━━━━━ SUPPLIED MATERIAL ━━━━━

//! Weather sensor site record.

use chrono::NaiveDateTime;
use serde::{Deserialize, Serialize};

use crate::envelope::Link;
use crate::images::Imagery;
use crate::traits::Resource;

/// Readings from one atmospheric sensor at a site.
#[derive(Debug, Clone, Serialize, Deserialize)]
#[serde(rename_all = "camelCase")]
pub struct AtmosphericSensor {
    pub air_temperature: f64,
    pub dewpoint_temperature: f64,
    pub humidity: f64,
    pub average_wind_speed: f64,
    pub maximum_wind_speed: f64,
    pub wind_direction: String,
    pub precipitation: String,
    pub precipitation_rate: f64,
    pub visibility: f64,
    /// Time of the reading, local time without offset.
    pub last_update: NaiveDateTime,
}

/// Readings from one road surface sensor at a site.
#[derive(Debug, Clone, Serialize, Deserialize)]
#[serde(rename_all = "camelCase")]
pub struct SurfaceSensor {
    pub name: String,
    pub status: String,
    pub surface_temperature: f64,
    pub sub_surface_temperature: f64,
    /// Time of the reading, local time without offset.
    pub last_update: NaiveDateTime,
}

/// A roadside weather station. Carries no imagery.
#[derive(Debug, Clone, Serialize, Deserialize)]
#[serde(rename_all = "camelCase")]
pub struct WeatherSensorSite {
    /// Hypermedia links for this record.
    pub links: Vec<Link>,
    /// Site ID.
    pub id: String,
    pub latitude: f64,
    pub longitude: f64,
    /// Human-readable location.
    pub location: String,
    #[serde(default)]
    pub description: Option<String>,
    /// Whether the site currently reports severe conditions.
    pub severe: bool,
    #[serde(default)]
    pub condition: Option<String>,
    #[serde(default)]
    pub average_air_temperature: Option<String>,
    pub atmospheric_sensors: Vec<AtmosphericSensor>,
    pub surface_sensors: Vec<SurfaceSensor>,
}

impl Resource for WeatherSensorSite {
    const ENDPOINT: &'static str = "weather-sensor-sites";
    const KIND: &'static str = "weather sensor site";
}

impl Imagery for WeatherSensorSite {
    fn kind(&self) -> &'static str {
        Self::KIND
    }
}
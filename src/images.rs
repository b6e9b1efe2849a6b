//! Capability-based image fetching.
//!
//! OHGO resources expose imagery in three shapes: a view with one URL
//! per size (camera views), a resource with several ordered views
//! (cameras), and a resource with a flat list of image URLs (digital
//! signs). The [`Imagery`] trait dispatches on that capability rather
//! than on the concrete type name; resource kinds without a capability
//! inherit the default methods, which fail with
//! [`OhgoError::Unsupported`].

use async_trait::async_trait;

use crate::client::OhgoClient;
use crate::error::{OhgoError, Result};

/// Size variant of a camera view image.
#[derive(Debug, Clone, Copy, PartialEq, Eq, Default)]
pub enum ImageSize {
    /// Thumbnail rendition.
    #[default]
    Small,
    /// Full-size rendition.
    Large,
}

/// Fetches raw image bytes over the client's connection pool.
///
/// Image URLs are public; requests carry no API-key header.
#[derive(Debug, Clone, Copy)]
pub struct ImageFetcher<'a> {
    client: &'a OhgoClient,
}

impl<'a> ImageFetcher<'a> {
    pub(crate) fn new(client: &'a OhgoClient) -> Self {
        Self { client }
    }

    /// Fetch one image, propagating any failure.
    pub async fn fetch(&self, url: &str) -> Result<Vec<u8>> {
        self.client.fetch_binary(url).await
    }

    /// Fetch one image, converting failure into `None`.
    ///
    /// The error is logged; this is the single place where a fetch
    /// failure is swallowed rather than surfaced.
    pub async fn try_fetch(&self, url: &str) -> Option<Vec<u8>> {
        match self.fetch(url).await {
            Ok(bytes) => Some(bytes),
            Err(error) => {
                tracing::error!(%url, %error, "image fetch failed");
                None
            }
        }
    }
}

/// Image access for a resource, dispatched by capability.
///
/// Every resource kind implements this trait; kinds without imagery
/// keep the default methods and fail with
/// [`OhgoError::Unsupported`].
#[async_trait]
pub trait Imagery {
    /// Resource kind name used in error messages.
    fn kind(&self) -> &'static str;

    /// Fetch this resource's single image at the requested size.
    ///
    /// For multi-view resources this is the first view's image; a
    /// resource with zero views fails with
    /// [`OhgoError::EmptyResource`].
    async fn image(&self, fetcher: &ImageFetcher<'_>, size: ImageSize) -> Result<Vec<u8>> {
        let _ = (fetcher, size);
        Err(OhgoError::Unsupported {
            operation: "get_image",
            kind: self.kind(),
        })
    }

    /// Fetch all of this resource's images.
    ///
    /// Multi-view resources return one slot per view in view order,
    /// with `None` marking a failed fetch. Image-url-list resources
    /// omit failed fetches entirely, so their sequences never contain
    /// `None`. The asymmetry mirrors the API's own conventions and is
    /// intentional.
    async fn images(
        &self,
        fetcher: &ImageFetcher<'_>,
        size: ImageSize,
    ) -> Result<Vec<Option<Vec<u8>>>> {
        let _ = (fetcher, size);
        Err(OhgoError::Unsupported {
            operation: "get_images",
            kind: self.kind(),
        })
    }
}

━━━━━

_TASK PROMPT_.
Give every entry again, character for character.

_FINISHED EXERCISE_.
//! Weather sensor site record.

use chrono::NaiveDateTime;
use serde::{Deserialize, Serialize};

use crate::envelope::Link;
use crate::images::Imagery;
use crate::traits::Resource;

/// Readings from one atmospheric sensor at a site.
#[derive(Debug, Clone, Serialize, Deserialize)]
#[serde(rename_all = "camelCase")]
pub struct AtmosphericSensor {
    pub air_temperature: f64,
    pub dewpoint_temperature: f64,
    pub humidity: f64,
    pub average_wind_speed: f64,
    pub maximum_wind_speed: f64,
    pub wind_direction: String,
    pub precipitation: String,
    pub precipitation_rate: f64,
    pub visibility: f64,
    /// Time of the reading, local time without offset.
    pub last_update: NaiveDateTime,
}

/// Readings from one road surface sensor at a site.
#[derive(Debug, Clone, Serialize, Deserialize)]
#[serde(rename_all = "camelCase")]
pub struct SurfaceSensor {
    pub name: String,
    pub status: String,
    pub surface_temperature: f64,
    pub sub_surface_temperature: f64,
    /// Time of the reading, local time without offset.
    pub last_update: NaiveDateTime,
}

/// A roadside weather station. Carries no imagery.
#[derive(Debug, Clone, Serialize, Deserialize)]
#[serde(rename_all = "camelCase")]
pub struct WeatherSensorSite {
    /// Hypermedia links for this record.
    pub links: Vec<Link>,
    /// Site ID.
    pub id: String,
    pub latitude: f64,
    pub longitude: f64,
    /// Human-readable location.
    pub location: String,
    #[serde(default)]
    pub description: Option<String>,
    /// Whether the site currently reports severe conditions.
    pub severe: bool,
    #[serde(default)]
    pub condition: Option<String>,
    #[serde(default)]
    pub average_air_temperature: Option<String>,
    pub atmospheric_sensors: Vec<AtmosphericSensor>,
    pub surface_sensors: Vec<SurfaceSensor>,
}

impl Resource for WeatherSensorSite {
    const ENDPOINT: &'static str = "weather-sensor-sites";
    const KIND: &'static str = "weather sensor site";
}

impl Imagery for WeatherSensorSite {
    fn kind(&self) -> &'static str {
        Self::KIND
    }
}
filename src/images.rs
repository b6e9b1efe2849a6b
//! Capability-based image fetching.
//!
//! OHGO resources expose imagery in three shapes: a view with one URL
//! per size (camera views), a resource with several ordered views
//! (cameras), and a resource with a flat list of image URLs (digital
//! signs). The [`Imagery`] trait dispatches on that capability rather
//! than on the concrete type name; resource kinds without a capability
//! inherit the default methods, which fail with
//! [`OhgoError::Unsupported`].

use async_trait::async_trait;

use crate::client::OhgoClient;
use crate::error::{OhgoError, Result};

/// Size variant of a camera view image.
#[derive(Debug, Clone, Copy, PartialEq, Eq, Default)]
pub enum ImageSize {
    /// Thumbnail rendition.
    #[default]
    Small,
    /// Full-size rendition.
    Large,
}

/// Fetches raw image bytes over the client's connection pool.
///
/// Image URLs are public; requests carry no API-key header.
#[derive(Debug, Clone, Copy)]
pub struct ImageFetcher<'a> {
    client: &'a OhgoClient,
}

impl<'a> ImageFetcher<'a> {
    pub(crate) fn new(client: &'a OhgoClient) -> Self {
        Self { client }
    }

    /// Fetch one image, propagating any failure.
    pub async fn fetch(&self, url: &str) -> Result<Vec<u8>> {
        self.client.fetch_binary(url).await
    }

    /// Fetch one image, converting failure into `None`.
    ///
    /// The error is logged; this is the single place where a fetch
    /// failure is swallowed rather than surfaced.
    pub async fn try_fetch(&self, url: &str) -> Option<Vec<u8>> {
        match self.fetch(url).await {
            Ok(bytes) => Some(bytes),
            Err(error) => {
                tracing::error!(%url, %error, "image fetch failed");
                None
            }
        }
    }
}

/// Image access for a resource, dispatched by capability.
///
/// Every resource kind implements this trait; kinds without imagery
/// keep the default methods and fail with
/// [`OhgoError::Unsupported`].
#[async_trait]
pub trait Imagery {
    /// Resource kind name used in error messages.
    fn kind(&self) -> &'static str;

    /// Fetch this resource's single image at the requested size.
    ///
    /// For multi-view resources this is the first view's image; a
    /// resource with zero views fails with
    /// [`OhgoError::EmptyResource`].
    async fn image(&self, fetcher: &ImageFetcher<'_>, size: ImageSize) -> Result<Vec<u8>> {
        let _ = (fetcher, size);
        Err(OhgoError::Unsupported {
            operation: "get_image",
            kind: self.kind(),
        })
    }

    /// Fetch all of this resource's images.
    ///
    /// Multi-view resources return one slot per view in view order,
    /// with `None` marking a failed fetch. Image-url-list resources
    /// omit failed fetches entirely, so their sequences never contain
    /// `None`. The asymmetry mirrors the API's own conventions and is
    /// intentional.
    async fn images(
        &self,
        fetcher: &ImageFetcher<'_>,
        size: ImageSize,
    ) -> Result<Vec<Option<Vec<u8>>>> {
        let _ = (fetcher, size);
        Err(OhgoError::Unsupported {
            operation: "get_images",
            kind: self.kind(),
        })
    }
}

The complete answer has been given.